DESCRIPTION OF THE TASK –
When the line containing "pub fn spec(&self)" is found in the data below, copy it and each line after it through the line containing "Produce the text", exactly and with no others.

(Beginning of INPUT DATA)

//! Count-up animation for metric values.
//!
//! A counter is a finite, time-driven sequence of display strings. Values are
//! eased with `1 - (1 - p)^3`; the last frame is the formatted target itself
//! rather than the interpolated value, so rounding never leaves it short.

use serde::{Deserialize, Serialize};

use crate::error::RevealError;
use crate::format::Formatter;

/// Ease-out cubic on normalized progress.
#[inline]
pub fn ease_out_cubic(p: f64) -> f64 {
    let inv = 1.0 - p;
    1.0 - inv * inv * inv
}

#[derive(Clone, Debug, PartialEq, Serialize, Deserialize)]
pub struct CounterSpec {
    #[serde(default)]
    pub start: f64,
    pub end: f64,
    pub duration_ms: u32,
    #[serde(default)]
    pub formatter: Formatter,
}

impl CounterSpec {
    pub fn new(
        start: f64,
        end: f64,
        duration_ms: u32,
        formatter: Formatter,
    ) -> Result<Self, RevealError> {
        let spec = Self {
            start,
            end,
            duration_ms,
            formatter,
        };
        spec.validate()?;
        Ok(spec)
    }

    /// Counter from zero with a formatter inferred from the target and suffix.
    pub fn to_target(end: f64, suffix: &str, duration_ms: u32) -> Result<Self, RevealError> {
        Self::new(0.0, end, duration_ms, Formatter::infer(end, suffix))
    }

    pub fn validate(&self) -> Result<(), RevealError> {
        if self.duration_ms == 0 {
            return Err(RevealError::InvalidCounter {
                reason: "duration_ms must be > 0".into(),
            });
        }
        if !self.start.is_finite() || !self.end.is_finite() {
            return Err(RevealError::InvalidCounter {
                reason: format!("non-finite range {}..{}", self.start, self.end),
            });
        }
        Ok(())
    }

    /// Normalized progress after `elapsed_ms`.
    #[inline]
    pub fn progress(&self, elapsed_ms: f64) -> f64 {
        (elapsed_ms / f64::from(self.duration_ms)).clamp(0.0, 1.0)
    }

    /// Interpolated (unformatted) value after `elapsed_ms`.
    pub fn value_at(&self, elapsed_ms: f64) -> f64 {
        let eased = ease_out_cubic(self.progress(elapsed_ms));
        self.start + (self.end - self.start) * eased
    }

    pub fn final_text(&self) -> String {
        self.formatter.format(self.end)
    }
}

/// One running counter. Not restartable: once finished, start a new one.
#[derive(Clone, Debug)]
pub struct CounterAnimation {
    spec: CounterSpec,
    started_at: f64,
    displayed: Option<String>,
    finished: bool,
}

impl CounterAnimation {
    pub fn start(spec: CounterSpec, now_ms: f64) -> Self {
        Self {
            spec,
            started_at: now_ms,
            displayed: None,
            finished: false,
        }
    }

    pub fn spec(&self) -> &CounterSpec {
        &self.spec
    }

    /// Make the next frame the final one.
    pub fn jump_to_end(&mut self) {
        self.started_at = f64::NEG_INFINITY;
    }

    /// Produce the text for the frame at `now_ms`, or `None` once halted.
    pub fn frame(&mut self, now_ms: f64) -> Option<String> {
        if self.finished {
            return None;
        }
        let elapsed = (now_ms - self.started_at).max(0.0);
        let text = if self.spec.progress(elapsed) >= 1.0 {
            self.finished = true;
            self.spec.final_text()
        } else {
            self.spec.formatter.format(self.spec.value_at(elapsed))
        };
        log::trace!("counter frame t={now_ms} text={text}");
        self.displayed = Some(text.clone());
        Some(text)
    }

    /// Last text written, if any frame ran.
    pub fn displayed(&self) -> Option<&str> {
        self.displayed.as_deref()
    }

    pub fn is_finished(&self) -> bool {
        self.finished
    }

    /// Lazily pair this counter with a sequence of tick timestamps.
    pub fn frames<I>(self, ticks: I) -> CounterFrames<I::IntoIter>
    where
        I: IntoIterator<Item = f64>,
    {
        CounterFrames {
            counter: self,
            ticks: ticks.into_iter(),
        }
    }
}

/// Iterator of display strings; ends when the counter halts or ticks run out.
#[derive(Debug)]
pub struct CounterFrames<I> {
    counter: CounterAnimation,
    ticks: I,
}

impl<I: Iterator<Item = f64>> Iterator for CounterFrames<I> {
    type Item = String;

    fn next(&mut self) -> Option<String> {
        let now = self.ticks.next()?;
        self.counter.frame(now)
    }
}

(End of INPUT DATA)

PROBLEM SOLUTION –
    pub fn spec(&self) -> &CounterSpec {
        &self.spec
    }

    /// Make the next frame the final one.
    pub fn jump_to_end(&mut self) {
        self.started_at = f64::NEG_INFINITY;
    }

    /// Produce the text for the frame at `now_ms`, or `None` once halted.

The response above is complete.